Sterling et al. (1995) replicated his earlier finding from 1959 that psychology journals have a success rate over 90%. He pointed out that this is implausible for two reasons. First, to have such a high success rate requires testing only true hypotheses because false hypotheses only have a probability of 5% to produce a significant result. Second, even if a true hypothesis is tested, sampling error can produce non-significant results, especially in between-subject designs with small samples favored by experimental social psychologists before 2010. Thus, the high rate of significant results suggests that articles with significant results are published and articles with non-significant results are not (Rosenthal, 1979). The problem is that selection bias undermines the value of a significant result and in theory all published results or at least most could report false results (Ioannidis, 2005).
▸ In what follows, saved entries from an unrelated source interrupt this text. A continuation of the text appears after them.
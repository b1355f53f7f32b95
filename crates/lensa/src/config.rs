// SPDX-License-Identifier: AGPL-3.0-only
// Copyright (C) 2024 Jonathan Lee
// This program is free software: you can redistribute it and/or modify
// it under the terms of the GNU Affero General Public License version 3
// as published by the Free Software Foundation.
// This program is distributed in the hope that it will be useful,
// but WITHOUT ANY WARRANTY; without even the implied warranty of
// MERCHANTABILITY or FITNESS FOR A PARTICULAR PURPOSE.
// See the GNU Affero General Public License for more details.
// You should have received a copy of the GNU Affero General Public License
// along with this program. If not, see https://www.gnu.org/licenses/.

use crate::error::{ConfigError, ConfigResult, Result};
use serde::{Deserialize, Serialize};
use std::path::Path;
use std::str::FromStr;

/// How the identifier name rule matches the `id` keyword.
#[derive(Debug, Clone, Copy, PartialEq, Eq, Default, Serialize, Deserialize)]
#[serde(rename_all = "snake_case")]
pub enum IdentifierMatch {
    /// Any occurrence of `id` in the name, so `video` and `provinsi_identitas` match too.
    #[default]
    Substring,
    /// Only names ending in `id` (`id`, `_id`, `kode_id`, `userid`).
    Suffix,
}
#[derive(Debug, Clone, Serialize, Deserialize)]
#[serde(default)]
pub struct ClassifierConfig {
    pub sample_size: usize,
    pub numeric_threshold: f64,
    pub identifier_match: IdentifierMatch,
}
impl Default for ClassifierConfig {
    fn default() -> Self {
        Self {
            sample_size: 10,
            numeric_threshold: 0.7,
            identifier_match: IdentifierMatch::Substring,
        }
    }
}
/// Separators used when rendering numbers for people.
#[derive(Debug, Clone, Copy, PartialEq, Eq, Serialize, Deserialize)]
#[serde(try_from = "String", into = "String")]
pub struct NumberLocale {
    pub thousands_separator: char,
    pub decimal_separator: char,
}
impl NumberLocale {
    pub const fn id_id() -> Self {
        Self {
            thousands_separator: '.',
            decimal_separator: ',',
        }
    }
    pub const fn en_us() -> Self {
        Self {
            thousands_separator: ',',
            decimal_separator: '.',
        }
    }
    pub fn tag(&self) -> &'static str {
        if *self == Self::en_us() {
            "en-US"
        } else {
            "id-ID"
        }
    }
}
impl Default for NumberLocale {
    fn default() -> Self {
        Self::id_id()
    }
}
impl FromStr for NumberLocale {
    type Err = ConfigError;
    fn from_str(s: &str) -> ConfigResult<Self> {
        match s.trim().to_ascii_lowercase().replace('_', "-").as_str() {
            "id" | "id-id" => Ok(Self::id_id()),
            "en" | "en-us" => Ok(Self::en_us()),
            _ => Err(ConfigError::UnknownLocale {
                locale: s.to_string(),
            }),
        }
    }
}
impl TryFrom<String> for NumberLocale {
    type Error = ConfigError;
    fn try_from(value: String) -> ConfigResult<Self> {
        value.parse()
    }
}
impl From<NumberLocale> for String {
    fn from(locale: NumberLocale) -> Self {
        locale.tag().to_string()
    }
}
#[derive(Debug, Clone, Serialize, Deserialize)]
#[serde(default)]
pub struct EngineConfig {
    pub classifier: ClassifierConfig,
    /// Largest number of distinct regions still drawn as a pie.
    pub pie_max_categories: usize,
    pub locale: NumberLocale,
}
impl Default for EngineConfig {
    fn default() -> Self {
        Self {
            classifier: ClassifierConfig::default(),
            pie_max_categories: 8,
            locale: NumberLocale::default(),
        }
    }
}
fn parse_env<T: FromStr>(key: &str) -> Option<T> {
    std::env::var(key).ok().and_then(|s| s.trim().parse::<T>().ok())
}
impl EngineConfig {
    pub fn validate(&self) -> ConfigResult<()> {
        if self.classifier.sample_size == 0 {
            return Err(ConfigError::InvalidValue {
                field: "classifier.sample_size".to_string(),
                value: "0".to_string(),
            });
        }
        let threshold = self.classifier.numeric_threshold;
        if !(threshold > 0.0 && threshold <= 1.0) {
            return Err(ConfigError::InvalidValue {
                field: "classifier.numeric_threshold".to_string(),
                value: threshold.to_string(),
            });
        }
        if self.pie_max_categories == 0 {
            return Err(ConfigError::InvalidValue {
                field: "pie_max_categories".to_string(),
                value: "0".to_string(),
            });
        }
        Ok(())
    }
    pub fn from_yaml_str(input: &str) -> Result<Self> {
        let config: Self = serde_yaml::from_str(input)?;
        config.validate()?;
        Ok(config)
    }
    pub fn from_yaml_file<P: AsRef<Path>>(path: P) -> Result<Self> {
        let path = path.as_ref();
        let input =
            std::fs::read_to_string(path).map_err(|source| ConfigError::ConfigFileError {
                path: path.display().to_string(),
                source,
            })?;
        Self::from_yaml_str(&input)
    }
    /// Applies `LENSA_SAMPLE_SIZE`, `LENSA_NUMERIC_THRESHOLD`, `LENSA_PIE_MAX_CATEGORIES`
    /// and `LENSA_LOCALE` where set and parseable.
    pub fn with_env_overrides(mut self) -> Self {
        if let Some(n) = parse_env::<usize>("LENSA_SAMPLE_SIZE") {
            self.classifier.sample_size = n;
        }
        if let Some(t) = parse_env::<f64>("LENSA_NUMERIC_THRESHOLD") {
            self.classifier.numeric_threshold = t;
        }
        if let Some(n) = parse_env::<usize>("LENSA_PIE_MAX_CATEGORIES") {
            self.pie_max_categories = n;
        }
        if let Some(locale) = parse_env::<NumberLocale>("LENSA_LOCALE") {
            self.locale = locale;
        }
        self
    }
    pub fn for_large_datasets() -> Self {
        Self {
            classifier: ClassifierConfig {
                sample_size: 100,
                ..Default::default()
            },
            ..Default::default()
        }
    }
    pub fn for_strict_typing() -> Self {
        Self {
            classifier: ClassifierConfig {
                sample_size: 50,
                numeric_threshold: 0.95,
                identifier_match: IdentifierMatch::Suffix,
            },
            ..Default::default()
        }
    }
}

#[cfg(test)]
mod tests {
    use super::*;
    use once_cell::sync::Lazy;
    use std::io::Write;
    use std::sync::Mutex;

    static ENV_LOCK: Lazy<Mutex<()>> = Lazy::new(|| Mutex::new(()));

    #[test]
    fn defaults_are_valid() {
        assert!(EngineConfig::default().validate().is_ok());
        assert!(EngineConfig::for_large_datasets().validate().is_ok());
        assert!(EngineConfig::for_strict_typing().validate().is_ok());
    }

    #[test]
    fn zero_sample_size_is_rejected() {
        let mut config = EngineConfig::default();
        config.classifier.sample_size = 0;
        assert!(config.validate().is_err());
        config.classifier.sample_size = 10;
        config.classifier.numeric_threshold = 1.5;
        assert!(config.validate().is_err());
    }

    #[test]
    fn locale_parsing() {
        assert_eq!("id-ID".parse::<NumberLocale>().unwrap(), NumberLocale::id_id());
        assert_eq!("en_us".parse::<NumberLocale>().unwrap(), NumberLocale::en_us());
        assert!("fr-FR".parse::<NumberLocale>().is_err());
    }

    #[test]
    fn yaml_overrides_selected_fields() {
        let config = EngineConfig::from_yaml_str(
            "classifier:\n  sample_size: 25\n  identifier_match: suffix\nlocale: en-US\n",
        )
        .unwrap();
        assert_eq!(config.classifier.sample_size, 25);
        assert_eq!(config.classifier.numeric_threshold, 0.7);
        assert_eq!(config.classifier.identifier_match, IdentifierMatch::Suffix);
        assert_eq!(config.locale, NumberLocale::en_us());
        assert_eq!(config.pie_max_categories, 8);
    }

    #[test]
    fn yaml_file_is_validated() {
        let mut file = tempfile::NamedTempFile::new().unwrap();
        writeln!(file, "pie_max_categories: 0").unwrap();
        assert!(EngineConfig::from_yaml_file(file.path()).is_err());
        assert!(EngineConfig::from_yaml_file("/definitely/missing.yml").is_err());
    }

    #[test]
    fn env_overrides_apply() {
        let _g = ENV_LOCK.lock().unwrap_or_else(|p| p.into_inner());
        std::env::set_var("LENSA_SAMPLE_SIZE", "3");
        std::env::set_var("LENSA_LOCALE", "en-US");
        std::env::set_var("LENSA_NUMERIC_THRESHOLD", "not-a-number");
        let config = EngineConfig::default().with_env_overrides();
        for k in ["LENSA_SAMPLE_SIZE", "LENSA_LOCALE", "LENSA_NUMERIC_THRESHOLD"] {
            std::env::remove_var(k);
        }
        assert_eq!(config.classifier.sample_size, 3);
        assert_eq!(config.locale, NumberLocale::en_us());
        assert_eq!(config.classifier.numeric_threshold, 0.7);
    }
}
Sterling’s theoretical insight led to several empirical attempts to detect selection bias (Francis, 2012; Ioannidis & Trikalonis, 2007; Schimmack, 2012). These tests rely on a comparison of the success rate and mean observed power. Without selection bias, the success rate cannot be higher than mean observed power (Brunner & Schimmack, 2020). Numerous articles have shown that social psychology articles often report success rates of 90% or more with much lower estimates of mean power. For example, Schimmack (2020) analyzed 678 statistical tests that were hand-coded by Motyl et al. (2017) from social psychology journals.

The results showed a success rate of 90%, which replicates Sterling’s findings from 1959 and 1995. The estimated man power – called the expected discovery rate – was 19%. Even if we take uncertainty in the power estimate into account and use the upper limit of a conservative confidence interval, mean power is only 36%. These results also explain why actual replications of a representative sample of studies produced only 25% significant results (Open Science Collaboration, 2015).

In short, estimating the mean power of published studies provides a powerful tool to examine the credibility of success rates by authors, journals, or scientific disciplines. The near perfect success rate in experimental social psychology is inconsistent with the power of studies to produce significant results. This is a key problem that has led to the replication crisis or crisis of confidence in social psychology and initiatives that encourage more honest reporting of non-significant results (badges for data sharing and pre-registration of designs and analysis plans).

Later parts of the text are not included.